• Exercise goal: Among the lines of the records, find all that carry the word "assistant" and copy them.

• Dataset content:
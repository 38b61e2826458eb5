//! completion failures and the sentence each one turns into.
//!
//! nothing here is fatal: every failure ends up as an assistant message
//! in the conversation (see `dispatch::resolve`).

use thiserror::Error;

/// prefix shared by every user-facing failure sentence.
pub const APOLOGY: &str = "Sorry, I encountered an error. ";

/// closed set of failure kinds the chat view knows how to explain.
#[derive(Debug, Clone, Copy, PartialEq, Eq, Hash)]
pub enum ErrorCategory {
    MissingCredential,
    Unauthorized,
    Forbidden,
    RateLimited,
    Other,
}

impl ErrorCategory {
    pub fn from_status(status: u16) -> Self {
        match status {
            401 => Self::Unauthorized,
            403 => Self::Forbidden,
            429 => Self::RateLimited,
            _ => Self::Other,
        }
    }
}

#[derive(Debug, Clone, PartialEq, Eq, Error)]
pub enum CompletionError {
    #[error("API key not found. Set {0} and restart.")]
    MissingCredential(&'static str),

    #[error("HTTP {status}: {body}")]
    Status { status: u16, body: String },

    #[error("transport error: {0}")]
    Transport(String),

    #[error("malformed completion response: {0}")]
    Malformed(String),
}

impl CompletionError {
    pub fn status(status: u16, body: impl Into<String>) -> Self {
        Self::Status { status, body: body.into() }
    }

    /// lift a provider's error text into a structured error.
    ///
    /// the `llm` client binding only reports failures as text, so the http
    /// status is recovered once here (first 4xx/5xx token) instead of being
    /// string-matched at every call site.
    pub fn from_provider_message(message: impl Into<String>) -> Self {
        let message = message.into();
        match status_in_text(&message) {
            Some(status) => Self::Status { status, body: message },
            None => Self::Transport(message),
        }
    }

    pub fn category(&self) -> ErrorCategory {
        match self {
            Self::MissingCredential(_) => ErrorCategory::MissingCredential,
            Self::Status { status, .. } => ErrorCategory::from_status(*status),
            Self::Transport(_) | Self::Malformed(_) => ErrorCategory::Other,
        }
    }

    /// the assistant-origin sentence shown in the conversation.
    pub fn user_message(&self) -> String {
        let detail = match self.category() {
            ErrorCategory::MissingCredential => {
                "Please check your API key configuration.".to_string()
            }
            ErrorCategory::Unauthorized => {
                "Invalid API key. Please check your OpenRouter API key.".to_string()
            }
            ErrorCategory::Forbidden => {
                "Access denied. Please check your OpenRouter account and billing.".to_string()
            }
            ErrorCategory::RateLimited => "Rate limit exceeded. Please try again later.".to_string(),
            ErrorCategory::Other => format!("Error: {self}"),
        };
        format!("{APOLOGY}{detail}")
    }
}

/// first standalone three-digit token in the 400..=599 range.
fn status_in_text(text: &str) -> Option<u16> {
    text.split(|c: char| !c.is_ascii_digit())
        .filter(|tok| tok.len() == 3)
        .filter_map(|tok| tok.parse::<u16>().ok())
        .find(|code| (400..=599).contains(code))
}

#[cfg(test)]
mod tests {
    use super::*;
    use pretty_assertions::assert_eq;

    #[test]
    fn status_codes_map_to_categories() {
        assert_eq!(CompletionError::status(401, "").category(), ErrorCategory::Unauthorized);
        assert_eq!(CompletionError::status(403, "").category(), ErrorCategory::Forbidden);
        assert_eq!(CompletionError::status(429, "").category(), ErrorCategory::RateLimited);
        assert_eq!(CompletionError::status(500, "").category(), ErrorCategory::Other);
        assert_eq!(
            CompletionError::MissingCredential("OPENROUTER_API_KEY").category(),
            ErrorCategory::MissingCredential
        );
    }

    #[test]
    fn rate_limit_sentence_is_specific() {
        let msg = CompletionError::status(429, "slow down").user_message();
        assert_eq!(msg, "Sorry, I encountered an error. Rate limit exceeded. Please try again later.");
        assert!(!msg.contains("Error: "));
    }

    #[test]
    fn uncategorized_failures_embed_the_raw_error() {
        let msg = CompletionError::Transport("connection reset".into()).user_message();
        assert_eq!(msg, "Sorry, I encountered an error. Error: transport error: connection reset");

        let msg = CompletionError::status(502, "bad gateway").user_message();
        assert!(msg.ends_with("Error: HTTP 502: bad gateway"), "{msg}");
    }

    #[test]
    fn provider_text_is_parsed_once() {
        let e = CompletionError::from_provider_message("OpenAI API returned error status: 429 Too Many Requests");
        assert_eq!(e.category(), ErrorCategory::RateLimited);

        let e = CompletionError::from_provider_message("HTTP 403: key has no credits");
        assert_eq!(e.category(), ErrorCategory::Forbidden);

        // digits that are not a standalone status do not count
        let e = CompletionError::from_provider_message("request id 14290 failed");
        assert_eq!(e, CompletionError::Transport("request id 14290 failed".into()));
    }
}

• Output:
//! nothing here is fatal: every failure ends up as an assistant message
    /// the assistant-origin sentence shown in the conversation.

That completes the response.